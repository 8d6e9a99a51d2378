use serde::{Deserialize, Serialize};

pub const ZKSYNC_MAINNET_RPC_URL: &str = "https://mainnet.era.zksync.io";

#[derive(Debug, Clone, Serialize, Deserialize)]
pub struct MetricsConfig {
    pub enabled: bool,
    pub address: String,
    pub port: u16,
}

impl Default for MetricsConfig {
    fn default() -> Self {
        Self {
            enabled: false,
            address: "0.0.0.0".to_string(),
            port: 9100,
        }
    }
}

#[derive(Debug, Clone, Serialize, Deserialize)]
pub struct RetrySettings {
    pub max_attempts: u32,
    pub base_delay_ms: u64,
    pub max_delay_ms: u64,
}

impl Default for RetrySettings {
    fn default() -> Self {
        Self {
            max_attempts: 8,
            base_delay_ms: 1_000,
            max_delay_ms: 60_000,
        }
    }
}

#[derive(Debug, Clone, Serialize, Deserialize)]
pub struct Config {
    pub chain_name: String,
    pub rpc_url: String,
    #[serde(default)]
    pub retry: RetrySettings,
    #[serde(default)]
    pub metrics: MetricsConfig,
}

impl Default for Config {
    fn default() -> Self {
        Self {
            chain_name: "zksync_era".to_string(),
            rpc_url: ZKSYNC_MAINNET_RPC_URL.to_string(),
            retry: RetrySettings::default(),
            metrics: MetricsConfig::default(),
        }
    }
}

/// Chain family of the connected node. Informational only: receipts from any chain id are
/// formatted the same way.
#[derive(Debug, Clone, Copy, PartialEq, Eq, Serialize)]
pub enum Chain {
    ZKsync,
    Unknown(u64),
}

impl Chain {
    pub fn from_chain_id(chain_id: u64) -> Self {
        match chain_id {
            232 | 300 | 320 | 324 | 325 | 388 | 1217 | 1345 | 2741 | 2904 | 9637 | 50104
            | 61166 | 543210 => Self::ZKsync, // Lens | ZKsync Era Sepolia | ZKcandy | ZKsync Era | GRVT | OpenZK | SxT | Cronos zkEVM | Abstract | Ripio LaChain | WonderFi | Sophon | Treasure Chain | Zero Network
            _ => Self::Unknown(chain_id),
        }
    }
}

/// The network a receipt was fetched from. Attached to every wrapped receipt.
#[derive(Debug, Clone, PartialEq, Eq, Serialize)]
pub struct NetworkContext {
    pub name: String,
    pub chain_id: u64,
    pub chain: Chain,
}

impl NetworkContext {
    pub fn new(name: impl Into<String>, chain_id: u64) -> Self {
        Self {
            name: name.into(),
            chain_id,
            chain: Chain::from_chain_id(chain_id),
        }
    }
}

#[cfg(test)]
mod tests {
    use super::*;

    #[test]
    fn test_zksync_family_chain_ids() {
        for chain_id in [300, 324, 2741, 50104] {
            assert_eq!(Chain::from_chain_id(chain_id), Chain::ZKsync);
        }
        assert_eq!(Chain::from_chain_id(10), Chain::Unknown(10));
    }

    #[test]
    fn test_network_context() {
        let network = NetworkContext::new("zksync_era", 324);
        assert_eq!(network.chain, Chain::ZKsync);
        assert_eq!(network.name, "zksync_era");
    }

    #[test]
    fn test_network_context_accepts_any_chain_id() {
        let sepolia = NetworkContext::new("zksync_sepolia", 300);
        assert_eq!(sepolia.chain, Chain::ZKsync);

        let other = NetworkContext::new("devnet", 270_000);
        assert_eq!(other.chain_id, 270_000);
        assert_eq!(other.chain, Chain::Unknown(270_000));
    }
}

○ ○ ○ ○

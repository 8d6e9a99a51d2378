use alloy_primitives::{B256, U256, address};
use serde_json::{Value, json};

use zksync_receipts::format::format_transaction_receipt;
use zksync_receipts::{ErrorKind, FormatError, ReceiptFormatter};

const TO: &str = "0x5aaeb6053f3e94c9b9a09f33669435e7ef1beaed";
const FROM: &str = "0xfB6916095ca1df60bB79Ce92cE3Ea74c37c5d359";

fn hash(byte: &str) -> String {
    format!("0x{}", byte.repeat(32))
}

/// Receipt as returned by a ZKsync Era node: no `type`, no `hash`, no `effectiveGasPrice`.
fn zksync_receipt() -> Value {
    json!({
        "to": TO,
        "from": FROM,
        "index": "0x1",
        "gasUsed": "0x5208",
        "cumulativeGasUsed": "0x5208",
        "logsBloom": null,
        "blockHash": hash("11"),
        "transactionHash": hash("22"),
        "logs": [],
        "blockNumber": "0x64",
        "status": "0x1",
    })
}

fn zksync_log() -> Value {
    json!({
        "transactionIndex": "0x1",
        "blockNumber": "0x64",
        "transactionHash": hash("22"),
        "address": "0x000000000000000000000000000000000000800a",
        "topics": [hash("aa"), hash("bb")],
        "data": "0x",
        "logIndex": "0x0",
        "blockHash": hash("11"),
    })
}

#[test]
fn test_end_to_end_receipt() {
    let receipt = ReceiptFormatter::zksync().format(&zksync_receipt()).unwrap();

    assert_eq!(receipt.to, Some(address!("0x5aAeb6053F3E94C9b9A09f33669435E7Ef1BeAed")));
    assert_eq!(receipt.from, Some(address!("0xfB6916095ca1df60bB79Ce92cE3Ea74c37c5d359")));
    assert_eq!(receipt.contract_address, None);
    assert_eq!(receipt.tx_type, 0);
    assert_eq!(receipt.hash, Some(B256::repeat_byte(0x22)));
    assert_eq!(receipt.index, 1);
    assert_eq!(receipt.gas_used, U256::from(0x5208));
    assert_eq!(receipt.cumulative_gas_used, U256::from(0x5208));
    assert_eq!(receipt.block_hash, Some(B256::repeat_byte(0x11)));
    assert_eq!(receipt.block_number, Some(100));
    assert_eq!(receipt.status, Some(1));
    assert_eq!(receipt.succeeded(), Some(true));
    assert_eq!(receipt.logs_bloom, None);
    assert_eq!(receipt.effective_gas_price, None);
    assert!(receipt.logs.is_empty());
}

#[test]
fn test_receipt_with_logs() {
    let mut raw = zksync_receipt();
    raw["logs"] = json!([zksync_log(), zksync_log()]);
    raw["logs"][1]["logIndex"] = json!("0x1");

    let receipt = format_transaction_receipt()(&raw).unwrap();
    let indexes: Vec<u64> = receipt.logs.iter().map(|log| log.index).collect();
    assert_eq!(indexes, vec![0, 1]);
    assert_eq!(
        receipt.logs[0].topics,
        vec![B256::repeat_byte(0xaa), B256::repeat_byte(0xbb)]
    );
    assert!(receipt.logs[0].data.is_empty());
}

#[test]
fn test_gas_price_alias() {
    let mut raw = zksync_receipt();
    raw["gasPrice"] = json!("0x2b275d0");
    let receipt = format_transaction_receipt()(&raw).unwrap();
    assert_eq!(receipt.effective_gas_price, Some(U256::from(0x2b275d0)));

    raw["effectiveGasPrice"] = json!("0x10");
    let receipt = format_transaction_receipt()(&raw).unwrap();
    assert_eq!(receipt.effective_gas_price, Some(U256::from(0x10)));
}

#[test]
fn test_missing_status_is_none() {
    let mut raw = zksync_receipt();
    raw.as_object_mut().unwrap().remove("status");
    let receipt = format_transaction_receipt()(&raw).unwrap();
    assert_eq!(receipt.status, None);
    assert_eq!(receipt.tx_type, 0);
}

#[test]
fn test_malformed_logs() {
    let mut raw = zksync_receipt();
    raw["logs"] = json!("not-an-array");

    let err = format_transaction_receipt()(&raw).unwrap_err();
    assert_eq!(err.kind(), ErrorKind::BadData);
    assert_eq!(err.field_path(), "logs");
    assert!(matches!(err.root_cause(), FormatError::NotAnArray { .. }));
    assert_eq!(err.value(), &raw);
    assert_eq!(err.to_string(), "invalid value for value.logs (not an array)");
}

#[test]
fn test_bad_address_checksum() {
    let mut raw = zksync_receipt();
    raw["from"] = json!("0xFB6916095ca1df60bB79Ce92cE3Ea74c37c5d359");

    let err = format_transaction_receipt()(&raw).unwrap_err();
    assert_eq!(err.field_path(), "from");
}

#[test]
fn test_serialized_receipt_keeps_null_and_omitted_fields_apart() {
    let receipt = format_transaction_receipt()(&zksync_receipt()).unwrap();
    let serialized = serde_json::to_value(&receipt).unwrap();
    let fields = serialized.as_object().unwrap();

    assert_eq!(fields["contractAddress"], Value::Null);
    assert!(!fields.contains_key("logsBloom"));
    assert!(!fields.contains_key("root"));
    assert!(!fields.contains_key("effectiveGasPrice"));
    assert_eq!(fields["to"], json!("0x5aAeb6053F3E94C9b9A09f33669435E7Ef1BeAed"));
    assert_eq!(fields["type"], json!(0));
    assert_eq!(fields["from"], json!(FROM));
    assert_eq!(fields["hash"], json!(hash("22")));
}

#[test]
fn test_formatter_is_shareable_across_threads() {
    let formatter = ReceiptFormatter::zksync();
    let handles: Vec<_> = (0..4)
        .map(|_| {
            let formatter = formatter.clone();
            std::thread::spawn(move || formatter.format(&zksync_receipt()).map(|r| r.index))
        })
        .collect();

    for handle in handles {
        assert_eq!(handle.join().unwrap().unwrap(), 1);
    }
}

○ ○ ○ ○

§ Instructions to follow
All lines in the records above that contain "other" are to be reported.

§ Exercise answer
        let other = NetworkContext::new("devnet", 270_000);
        assert_eq!(other.chain_id, 270_000);
        assert_eq!(other.chain, Chain::Unknown(270_000));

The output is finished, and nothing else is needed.